D.J. Peters, OF, Western Nevada College (JuCo)

6'6", 225 lbs

Bats: Right

Throws: Right

So, what's so great about this guy?

Last year, one of the more surprising picks the Cardinals made was that of Kep Brown, a tall, power-hitting outfield prospect from a Carolina high school in the tenth round. It was surprising at least in large part because they took him in the tenth round, rather than the eleventh, and thus lost out on a portion of their bonus pool when they failed to come to terms with Brown and he headed off to a juco to hopefully reenter the draft sooner than later.

D.J. Peters is cut from a very similar bolt of cloth as Brown, only he's already done two seasons at a community college in Nevada. He's very tall -- like Jayson Werth tall -- and has the long levers that go along with that height. He also has big time raw power when he connects, hitting from a calm, spread-out stance. He's a much more patient hitter now than he was coming out of high school, as well, which bodes well for his future prospects.

The issue for Peters today, as it was two years ago when he first came up in the draft, is a question of how much contact he'll make. He falls into the category of a mistake hitter, capable of doing tremendous damage on pitches over the fat part of the plate, but beatable if the pitcher can avoid making those kinds of mistakes. Perhaps unsurprisingly for a hitter as tall as he is, Peters's biggest vulnerability comes on the inside part of the plate, where he has significant trouble dealing with plus velocity. When he cheats to try and get out in front of inside fastballs, he leaves himself vulnerable to soft stuff away. The bat speed is a bit above average, but not elite, and so perhaps he's always going to struggle with being tied up inside.

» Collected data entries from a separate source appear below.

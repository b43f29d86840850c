//! Redis cache module for the letsBuild backend
//!
//! Short-lived keys (revoked refresh tokens) live here. Every write carries
//! a TTL so Redis expires entries on its own.

use anyhow::Result;
use redis::{AsyncCommands, Client};
use tracing::info;

/// Configuration for Redis connection
#[derive(Debug, Clone)]
pub struct RedisConfig {
    /// Redis connection URL (e.g., "redis://localhost:6379")
    pub url: String,
}

impl RedisConfig {
    /// Create a new RedisConfig from environment variables
    ///
    /// # Environment Variables
    /// - `REDIS_URL`: Redis connection URL (default: "redis://localhost:6379")
    pub fn from_env() -> Result<Self> {
        let url =
            std::env::var("REDIS_URL").unwrap_or_else(|_| "redis://localhost:6379".to_string());

        Ok(RedisConfig { url })
    }
}

/// Redis connection pool
#[derive(Clone)]
pub struct RedisPool {
    client: Client,
}

impl RedisPool {
    /// Initialize a new Redis client. No connection is opened until first use.
    pub async fn new(config: &RedisConfig) -> Result<Self> {
        let client = Client::open(config.url.clone())?;
        info!("Redis client initialized with URL: {}", config.url);
        Ok(RedisPool { client })
    }

    async fn get_connection(&self) -> Result<redis::aio::MultiplexedConnection> {
        let conn = self.client.get_multiplexed_async_connection().await?;
        Ok(conn)
    }

    /// Set a key-value pair in Redis with optional TTL
    pub async fn set(&self, key: &str, value: &str, ttl_seconds: Option<u64>) -> Result<()> {
        let mut conn = self.get_connection().await?;

        match ttl_seconds {
            Some(ttl) if ttl > 0 => {
                let _: () = conn.set_ex(key, value, ttl).await?;
            }
            // SETEX rejects a zero TTL; the entry would already be stale
            Some(_) => {}
            None => {
                let _: () = conn.set(key, value).await?;
            }
        }

        Ok(())
    }

    /// Get a value from Redis by key
    pub async fn get(&self, key: &str) -> Result<Option<String>> {
        let mut conn = self.get_connection().await?;
        let value: Option<String> = conn.get(key).await?;
        Ok(value)
    }

    /// Delete a key from Redis
    pub async fn delete(&self, key: &str) -> Result<()> {
        let mut conn = self.get_connection().await?;
        let _: u64 = conn.del(key).await?;
        Ok(())
    }

    /// Check if Redis is reachable
    pub async fn health_check(&self) -> Result<bool> {
        let mut conn = self.get_connection().await?;
        let pong: String = redis::cmd("PING").query_async(&mut conn).await?;
        Ok(pong == "PONG")
    }
}

#[cfg(test)]
mod tests {
    use super::*;
    use serial_test::serial;

    fn local_config() -> RedisConfig {
        RedisConfig {
            url: "redis://localhost:6379".to_string(),
        }
    }

    #[test]
    #[serial]
    fn test_redis_config_defaults() {
        unsafe {
            std::env::remove_var("REDIS_URL");
        }

        let config = RedisConfig::from_env().unwrap();
        assert_eq!(config.url, "redis://localhost:6379");

        unsafe {
            std::env::set_var("REDIS_URL", "redis://cache:6380");
        }
        assert_eq!(RedisConfig::from_env().unwrap().url, "redis://cache:6380");

        unsafe {
            std::env::remove_var("REDIS_URL");
        }
    }

    #[tokio::test]
    async fn test_client_creation_does_not_connect() {
        let config = RedisConfig {
            url: "redis://127.0.0.1:1".to_string(),
        };

        assert!(RedisPool::new(&config).await.is_ok());
    }

    #[tokio::test]
    async fn test_invalid_url_is_rejected() {
        let config = RedisConfig {
            url: "not-redis://nowhere".to_string(),
        };

        assert!(RedisPool::new(&config).await.is_err());
    }

    #[tokio::test]
    #[ignore = "requires a running Redis"]
    async fn test_set_get_delete() -> Result<()> {
        let pool = RedisPool::new(&local_config()).await?;
        assert!(pool.health_check().await?);

        let key = "letsbuild_test_key";
        pool.set(key, "value", Some(5)).await?;
        assert_eq!(pool.get(key).await?, Some("value".to_string()));

        pool.delete(key).await?;
        assert_eq!(pool.get(key).await?, None);

        Ok(())
    }
}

That being said, there is huge raw power in his swing, and an ability to drive the ball with authority to right-center field when he stays back and lets the ball travel. It's like Peters will always have contact questions, but solid-average defensive tools for a corner outfield spot, along with plus power on contact, can make up for an elevated strikeout rate pretty handily. I don't love Peters, but I do like him, and I think he could make for an intriguing overslot player in the 5th-8th rounds of the draft.

via The Prospect Pipeline:

And that's the second and final Persons of Interest post, everybody. There are still a ton of other players of this ilk I would like to highlight, guys like JB Woodman and Max Guzman and Jake Rogers and Reggie Lawson and Luis Curbelo and Nick Lodolo, but at a certain point you simply run out of time.

I'll see you all on Wednesday, when we'll be just one day away from the beginning of the 2016 draft.